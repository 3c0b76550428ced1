//! Google Maps JS API through `js_sys::Reflect`; the script tag is loaded
//! by the page before the wasm module starts.

use std::cell::RefCell;

use deca_protocol::MemberRecord;
use js_sys::Array;
use zoon::wasm_bindgen::{closure::Closure, JsValue};
use zoon::web_sys::Element;

use super::directory::render_member;
use super::dom::{self, js_error, query_document_all};
use super::js::{self, call, get, global, object};
use crate::directory::LatLng;
use crate::directory::map::{Bounds, HeatmapStyle, MapSurface};

pub const CANVAS_ID: &str = "map-canvas";
const INFO_TEMPLATE_ID: &str = "memberInfoTemplate";
const NOT_SHOWN_ID: &str = "membersNotShowing";
const SPINNER_ID: &str = "loadSpinner";
const HEATMAP_CONTROL_CLASS: &str = "heatmap-btn";

fn construct(path: &[&str], args: &[JsValue]) -> Result<JsValue, JsValue> {
    let constructor = get(&global(&["google", "maps"])?, path)?;
    js::construct(&constructor, args)
}

fn lat_lng(point: LatLng) -> Result<JsValue, JsValue> {
    construct(&["LatLng"], &[point.lat.into(), point.lng.into()])
}

fn report(action: &str, result: Result<JsValue, JsValue>) -> Option<JsValue> {
    match result {
        Ok(value) => Some(value),
        Err(error) => {
            log::error!("google maps: {action} failed: {}", js_error(&error));
            None
        }
    }
}

struct PlacedMarker {
    marker: JsValue,
    info_window: JsValue,
}

pub struct GoogleMapSurface {
    canvas: Element,
    map: JsValue,
    heatmap: JsValue,
    markers: RefCell<Vec<PlacedMarker>>,
    marker_listeners: RefCell<Vec<Closure<dyn FnMut()>>>,
}

impl GoogleMapSurface {
    pub fn new(canvas: Element) -> Result<Self, JsValue> {
        let map = construct(&["Map"], &[canvas.clone().into(), object(&[])])?;
        let heatmap = construct(&["visualization", "HeatmapLayer"], &[object(&[])])?;
        Ok(Self {
            canvas,
            map,
            heatmap,
            markers: RefCell::new(Vec::new()),
            marker_listeners: RefCell::new(Vec::new()),
        })
    }

    pub fn resize(&self, height_px: f64) {
        dom::set_style(&self.canvas, "height", &format!("{height_px}px"));
    }

    /// Marker clicks go to the mounted [`MemberMap`](crate::directory::map::MemberMap),
    /// which owns this surface.
    fn click_handler(marker: usize) -> Closure<dyn FnMut()> {
        Closure::wrap(Box::new(move || {
            super::mount::with_member_map(|map| map.on_marker_click(marker));
        }) as Box<dyn FnMut()>)
    }
}

impl MapSurface for GoogleMapSurface {
    fn center(&self, center: LatLng, zoom: u8) {
        let Some(center) = report("center", lat_lng(center)) else {
            return;
        };
        report("setCenter", call(&self.map, "setCenter", &[center]));
        report("setZoom", call(&self.map, "setZoom", &[zoom.into()]));
    }

    fn add_marker(&self, marker: usize, position: LatLng, member: &MemberRecord) {
        let Some(position) = report("marker position", lat_lng(position)) else {
            return;
        };
        let Some(placed) = report("Marker", construct(&["Marker"], &[object(&[("position", position)])])) else {
            return;
        };
        let content = render_member(INFO_TEMPLATE_ID, member)
            .map(|element| element.outer_html())
            .unwrap_or_default();
        let Some(info_window) = report(
            "InfoWindow",
            construct(&["InfoWindow"], &[object(&[("content", content.into())])]),
        ) else {
            return;
        };

        let handler = Self::click_handler(marker);
        if let Ok(event) = global(&["google", "maps", "event"]) {
            report(
                "addListener",
                call(&event, "addListener", &[placed.clone(), "click".into(), handler.as_ref().clone()]),
            );
        }
        self.marker_listeners.borrow_mut().push(handler);
        self.markers.borrow_mut().push(PlacedMarker {
            marker: placed,
            info_window,
        });
    }

    fn set_heatmap_points(&self, points: &[LatLng]) {
        let data: Array = points.iter().filter_map(|point| lat_lng(*point).ok()).collect();
        report("heatmap data", call(&self.heatmap, "setData", &[data.into()]));
    }

    fn fit_bounds(&self, bounds: Bounds) {
        let (Ok(south_west), Ok(north_east)) = (lat_lng(bounds.south_west), lat_lng(bounds.north_east)) else {
            return;
        };
        if let Some(bounds) = report("LatLngBounds", construct(&["LatLngBounds"], &[south_west, north_east])) {
            report("fitBounds", call(&self.map, "fitBounds", &[bounds]));
        }
    }

    fn set_markers_visible(&self, visible: bool) {
        let target = if visible { self.map.clone() } else { JsValue::NULL };
        for placed in self.markers.borrow().iter() {
            report("marker setMap", call(&placed.marker, "setMap", &[target.clone()]));
        }
    }

    fn set_heatmap_visible(&self, visible: bool) {
        let target = if visible { self.map.clone() } else { JsValue::NULL };
        report("heatmap setMap", call(&self.heatmap, "setMap", &[target]));
    }

    fn apply_heatmap_style(&self, style: &HeatmapStyle) {
        let gradient = style.gradient.as_ref().map_or(JsValue::NULL, |stops| {
            stops.iter().map(|stop| JsValue::from_str(stop)).collect::<Array>().into()
        });
        let radius = style.radius.map_or(JsValue::NULL, JsValue::from);
        let opacity = style.opacity.map_or(JsValue::NULL, JsValue::from);
        for (key, value) in [("gradient", gradient), ("radius", radius), ("opacity", opacity)] {
            report("heatmap set", call(&self.heatmap, "set", &[key.into(), value]));
        }
    }

    fn open_info_window(&self, marker: usize) {
        if let Some(placed) = self.markers.borrow().get(marker) {
            report("open info", call(&placed.info_window, "open", &[self.map.clone(), placed.marker.clone()]));
        }
    }

    fn close_info_window(&self, marker: usize) {
        if let Some(placed) = self.markers.borrow().get(marker) {
            report("close info", call(&placed.info_window, "close", &[]));
        }
    }

    fn set_not_shown(&self, count: usize) {
        if let Some(element) = dom::by_id(NOT_SHOWN_ID) {
            element.set_text_content(Some(&count.to_string()));
        }
    }

    fn set_heatmap_controls_enabled(&self, enabled: bool) {
        for control in query_document_all(&format!(".{HEATMAP_CONTROL_CLASS}")) {
            dom::set_class(&control, "disabled", !enabled);
        }
    }

    fn finish_loading(&self) {
        if let Some(spinner) = dom::by_id(SPINNER_ID) {
            dom::set_hidden(&spinner, true);
        }
    }
}
//! iframe-resizer's `window.parentIFrame` as the parent-frame bridge.

use js_sys::{Function, Reflect};
use zoon::wasm_bindgen::{JsCast, JsValue};
use zoon::web_sys;

use super::dom::{self, js_error};
use crate::frame::FrameBridge;

const PARENT_IFRAME: &str = "parentIFrame";

#[derive(Clone, Copy, Debug, Default)]
pub struct ParentIFrame;

impl ParentIFrame {
    fn object(&self) -> Option<JsValue> {
        let window = dom::window()?;
        let parent = Reflect::get(&window, &JsValue::from_str(PARENT_IFRAME)).ok()?;
        (!parent.is_undefined() && !parent.is_null()).then_some(parent)
    }
}

impl FrameBridge for ParentIFrame {
    fn is_available(&self) -> bool {
        self.object().is_some()
    }

    fn send_message(&self, payload: &str) {
        let Some(parent) = self.object() else {
            log::warn!("parent frame bridge disappeared before sending");
            return;
        };
        let send = Reflect::get(&parent, &JsValue::from_str("sendMessage"))
            .ok()
            .and_then(|send| send.dyn_into::<Function>().ok());
        let Some(send) = send else {
            log::warn!("`{PARENT_IFRAME}.sendMessage` is not a function");
            return;
        };
        if let Err(error) = send.call1(&parent, &JsValue::from_str(payload)) {
            log::error!("sending to parent frame failed: {}", js_error(&error));
        }
    }
}

/// String payload of a window `message` event; other payload types are
/// not for us.
pub fn message_text(event: &web_sys::Event) -> Option<String> {
    event.dyn_ref::<web_sys::MessageEvent>()?.data().as_string()
}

**INSTRUCTIONS FOR THE TASK:** Write out, exactly and with nothing else, the lines of the listing above from its first line through the line with "use super::directory::render_member;".

**RESULT OF THIS EXERCISE:**
repository 3c0b76550428ced1
//! Google Maps JS API through `js_sys::Reflect`; the script tag is loaded
//! by the page before the wasm module starts.

use std::cell::RefCell;

use deca_protocol::MemberRecord;
use js_sys::Array;
use zoon::wasm_bindgen::{closure::Closure, JsValue};
use zoon::web_sys::Element;

use super::directory::render_member;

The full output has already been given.